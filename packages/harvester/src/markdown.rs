//! Transcription HTML to Markdown conversion.
//!
//! Covers the markup that occurs in card transcriptions (paragraphs, line
//! breaks, emphasis, underlines, links, lists, simple tables). Anything else
//! contributes its text only. Lines are never wrapped.

use std::sync::LazyLock;

use markup5ever_rcdom::{Handle, NodeData};
use regex::Regex;

use crate::config::SITE_BASE_URL;
use crate::html::{attribute, class_contains, parse_html, tag_name};

#[allow(clippy::expect_used)] // Static regex that is guaranteed to be valid
static EXCESS_NEWLINES: LazyLock<Regex> =
    LazyLock::new(|| Regex::new(r"\n{3,}").expect("valid regex"));

/// Convert an HTML transcription to Markdown.
///
/// # Examples
/// ```
/// use zettel_harvester::markdown::html_to_markdown;
///
/// assert_eq!(
///     html_to_markdown("<p>Hello <strong>world</strong></p><p>Again</p>"),
///     "Hello **world**\n\nAgain"
/// );
/// ```
pub fn html_to_markdown(html: &str) -> String {
    let dom = parse_html(html);
    let mut writer = MarkdownWriter::default();
    writer.walk_children(&dom.document);
    finish(&writer.out)
}

/// Make archive-relative links absolute.
///
/// # Examples
/// ```
/// use zettel_harvester::markdown::absolutize_href;
///
/// assert_eq!(
///     absolutize_href("/bestand/zettelkasten/zettel/ZK_1_NB_1_1_V"),
///     "https://niklas-luhmann-archiv.de/bestand/zettelkasten/zettel/ZK_1_NB_1_1_V"
/// );
/// assert_eq!(absolutize_href("https://example.org"), "https://example.org");
/// ```
pub fn absolutize_href(href: &str) -> String {
    if href.starts_with("/bestand") {
        format!("{SITE_BASE_URL}{href}")
    } else {
        href.to_string()
    }
}

#[derive(Default)]
struct MarkdownWriter {
    out: String,
    /// `None` for bullet lists, `Some(next number)` for ordered lists.
    lists: Vec<Option<usize>>,
}

impl MarkdownWriter {
    fn walk_children(&mut self, node: &Handle) {
        for child in node.children.borrow().iter() {
            self.walk(child);
        }
    }

    fn walk(&mut self, node: &Handle) {
        match &node.data {
            NodeData::Text { contents } => {
                let text = contents.borrow().to_string();
                self.push_text(&text);
            }
            NodeData::Element { .. } => self.element(node),
            NodeData::Document => self.walk_children(node),
            _ => {}
        }
    }

    fn element(&mut self, node: &Handle) {
        let tag = tag_name(node).unwrap_or_default();
        match tag.as_str() {
            "head" | "script" | "style" | "title" | "img" => {}
            "br" => self.out.push('\n'),
            "p" | "div" | "section" | "article" => {
                self.blank_line();
                self.walk_children(node);
                self.blank_line();
            }
            "h1" | "h2" | "h3" | "h4" | "h5" | "h6" => {
                let level = tag[1..].parse::<usize>().unwrap_or(1);
                self.blank_line();
                self.out.push_str(&"#".repeat(level));
                self.out.push(' ');
                self.walk_children(node);
                self.blank_line();
            }
            "strong" | "b" => self.wrapped(node, "**"),
            "em" | "i" => self.wrapped(node, "_"),
            "u" => self.wrapped(node, "__"),
            "span" if class_contains(node, "underline") => self.wrapped(node, "__"),
            "a" => self.link(node),
            "ul" | "ol" => {
                self.blank_line();
                self.lists.push((tag == "ol").then_some(1));
                self.walk_children(node);
                self.lists.pop();
                self.blank_line();
            }
            "li" => self.list_item(node),
            "table" => {
                self.blank_line();
                self.walk_children(node);
                self.blank_line();
            }
            "tr" => {
                self.line_break();
                self.walk_children(node);
                self.line_break();
            }
            "td" | "th" => {
                if !(self.out.is_empty() || self.out.ends_with('\n')) {
                    self.out.push_str(" | ");
                }
                self.walk_children(node);
            }
            "blockquote" => {
                self.blank_line();
                let start = self.out.len();
                self.walk_children(node);
                let inner = self.out.split_off(start);
                let quoted: Vec<String> = inner
                    .trim()
                    .lines()
                    .map(|line| format!("> {line}").trim_end().to_string())
                    .collect();
                self.out.push_str(&quoted.join("\n"));
                self.blank_line();
            }
            _ => self.walk_children(node),
        }
    }

    /// Collapse whitespace runs the way a browser renders inline text.
    fn push_text(&mut self, text: &str) {
        let at_line_start = self.out.is_empty() || self.out.ends_with(char::is_whitespace);
        let words: Vec<&str> = text.split_whitespace().collect();

        if words.is_empty() {
            if !text.is_empty() && !at_line_start {
                self.out.push(' ');
            }
            return;
        }

        if text.starts_with(char::is_whitespace) && !at_line_start {
            self.out.push(' ');
        }
        self.out.push_str(&words.join(" "));
        if text.ends_with(char::is_whitespace) {
            self.out.push(' ');
        }
    }

    /// Render children and surround them with `marker`, keeping surrounding
    /// whitespace outside the markers. Empty content gets no markers.
    fn wrapped(&mut self, node: &Handle, marker: &str) {
        let start = self.out.len();
        self.walk_children(node);
        let inner = self.out.split_off(start);
        let trimmed = inner.trim();
        if trimmed.is_empty() {
            self.out.push_str(&inner);
            return;
        }
        if inner.starts_with(char::is_whitespace) {
            self.out.push(' ');
        }
        self.out.push_str(marker);
        self.out.push_str(trimmed);
        self.out.push_str(marker);
        if inner.ends_with(char::is_whitespace) {
            self.out.push(' ');
        }
    }

    fn link(&mut self, node: &Handle) {
        let start = self.out.len();
        self.walk_children(node);
        let inner = self.out.split_off(start);
        let text = inner.trim();

        match attribute(node, "href").filter(|h| !h.is_empty()) {
            Some(href) if !text.is_empty() => {
                if inner.starts_with(char::is_whitespace) {
                    self.out.push(' ');
                }
                self.out.push('[');
                self.out.push_str(text);
                self.out.push_str("](");
                self.out.push_str(&absolutize_href(&href));
                self.out.push(')');
                if inner.ends_with(char::is_whitespace) {
                    self.out.push(' ');
                }
            }
            _ => self.out.push_str(&inner),
        }
    }

    fn list_item(&mut self, node: &Handle) {
        self.line_break();
        let depth = self.lists.len().saturating_sub(1);
        self.out.push_str(&"  ".repeat(depth));
        match self.lists.last_mut() {
            Some(Some(n)) => {
                self.out.push_str(&format!("{n}. "));
                *n += 1;
            }
            _ => self.out.push_str("* "),
        }
        self.walk_children(node);
    }

    fn line_break(&mut self) {
        if !(self.out.is_empty() || self.out.ends_with('\n')) {
            self.out.push('\n');
        }
    }

    fn blank_line(&mut self) {
        if self.out.is_empty() || self.out.ends_with("\n\n") {
            return;
        }
        if self.out.ends_with('\n') {
            self.out.push('\n');
        } else {
            self.out.push_str("\n\n");
        }
    }
}

/// Strip trailing spaces per line, collapse blank runs, trim the result.
fn finish(raw: &str) -> String {
    let lines: Vec<&str> = raw.lines().map(str::trim_end).collect();
    let joined = lines.join("\n");
    EXCESS_NEWLINES
        .replace_all(&joined, "\n\n")
        .trim()
        .to_string()
}
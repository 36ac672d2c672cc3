//! Reconciliation of fetched and converted cards against the master index.

use std::collections::{HashMap, HashSet};
use std::path::Path;

use crate::config::WorkspaceLayout;
use crate::error::Result;
use crate::fetch::card_id_from_url;
use crate::lines::read_lines;
use crate::reorder::list_files;

/// Card IDs of the master index, in index order.
pub fn master_ids(layout: &WorkspaceLayout) -> Result<Vec<String>> {
    Ok(read_lines(&layout.master_index())?
        .iter()
        .map(|link| card_id_from_url(link))
        .collect())
}

/// File stems of the files in `dir` with extension `ext`, sorted by name.
///
/// A missing directory yields no IDs.
pub fn ids_in_dir(dir: &Path, ext: &str) -> Result<Vec<String>> {
    if !dir.is_dir() {
        return Ok(Vec::new());
    }
    Ok(list_files(dir)?
        .iter()
        .filter(|p| p.extension().is_some_and(|e| e == ext))
        .filter_map(|p| p.file_stem().map(|s| s.to_string_lossy().to_string()))
        .collect())
}

/// IDs of `expected` absent from `present`, in `expected` order.
///
/// # Examples
/// ```
/// use zettel_harvester::progress::missing_ids;
///
/// let master = vec!["a".to_string(), "b".to_string(), "c".to_string()];
/// let present = vec!["c".to_string(), "a".to_string()];
/// assert_eq!(missing_ids(&master, &present), vec!["b"]);
/// ```
pub fn missing_ids(expected: &[String], present: &[String]) -> Vec<String> {
    let present: HashSet<&str> = present.iter().map(String::as_str).collect();
    expected
        .iter()
        .filter(|id| !present.contains(id.as_str()))
        .cloned()
        .collect()
}

/// Card IDs occurring more than once among `links`, with their counts.
///
/// Links can differ and still name the same card, so IDs are compared,
/// not whole links. Result is in first-seen order.
pub fn find_duplicates(links: &[String]) -> Vec<(String, usize)> {
    let mut counts: HashMap<String, usize> = HashMap::new();
    let mut order = Vec::new();
    for link in links {
        let id = card_id_from_url(link);
        let count = counts.entry(id.clone()).or_insert(0);
        if *count == 0 {
            order.push(id);
        }
        *count += 1;
    }
    order
        .into_iter()
        .filter_map(|id| {
            let count = counts.get(&id).copied().unwrap_or(0);
            (count > 1).then_some((id, count))
        })
        .collect()
}

fn percentage(part: usize, total: usize) -> f64 {
    if total == 0 {
        0.0
    } else {
        part as f64 / total as f64 * 100.0
    }
}

/// Download progress of the master index.
#[derive(Debug, Clone, PartialEq)]
pub struct JsonProgress {
    pub total: usize,
    pub existing: usize,
    pub missing: Vec<String>,
}

impl JsonProgress {
    #[must_use]
    pub fn completion(&self) -> f64 {
        percentage(self.existing, self.total)
    }
}

/// Compare the master index with the saved records.
pub fn json_progress(layout: &WorkspaceLayout) -> Result<JsonProgress> {
    let ids = master_ids(layout)?;
    let missing: Vec<String> = ids
        .iter()
        .filter(|id| !layout.json_path(id).exists())
        .cloned()
        .collect();
    Ok(JsonProgress {
        total: ids.len(),
        existing: ids.len() - missing.len(),
        missing,
    })
}

/// Conversion progress of the master index.
#[derive(Debug, Clone, PartialEq)]
pub struct MdProgress {
    pub total: usize,
    pub existing: usize,
    /// Record saved, Markdown missing: convertible now.
    pub missing_md: Vec<String>,
    /// Neither record nor Markdown: needs downloading first.
    pub missing_json: Vec<String>,
}

impl MdProgress {
    #[must_use]
    pub fn completion(&self) -> f64 {
        percentage(self.existing, self.total)
    }
}

/// Compare the master index with the saved records and Markdown files.
pub fn md_progress(layout: &WorkspaceLayout) -> Result<MdProgress> {
    let ids = master_ids(layout)?;
    let mut progress = MdProgress {
        total: ids.len(),
        existing: 0,
        missing_md: Vec::new(),
        missing_json: Vec::new(),
    };
    for id in ids {
        if layout.md_path(&id).exists() {
            progress.existing += 1;
        } else if layout.json_path(&id).exists() {
            progress.missing_md.push(id);
        } else {
            progress.missing_json.push(id);
        }
    }
    Ok(progress)
}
-*-*-
**What this task involves**
Across all the records, find the lines containing the word "existing" and reproduce each one.

**Solution to this problem**
    pub existing: usize,
        percentage(self.existing, self.total)
        existing: ids.len() - missing.len(),
    pub existing: usize,
        percentage(self.existing, self.total)
        existing: 0,
            progress.existing += 1;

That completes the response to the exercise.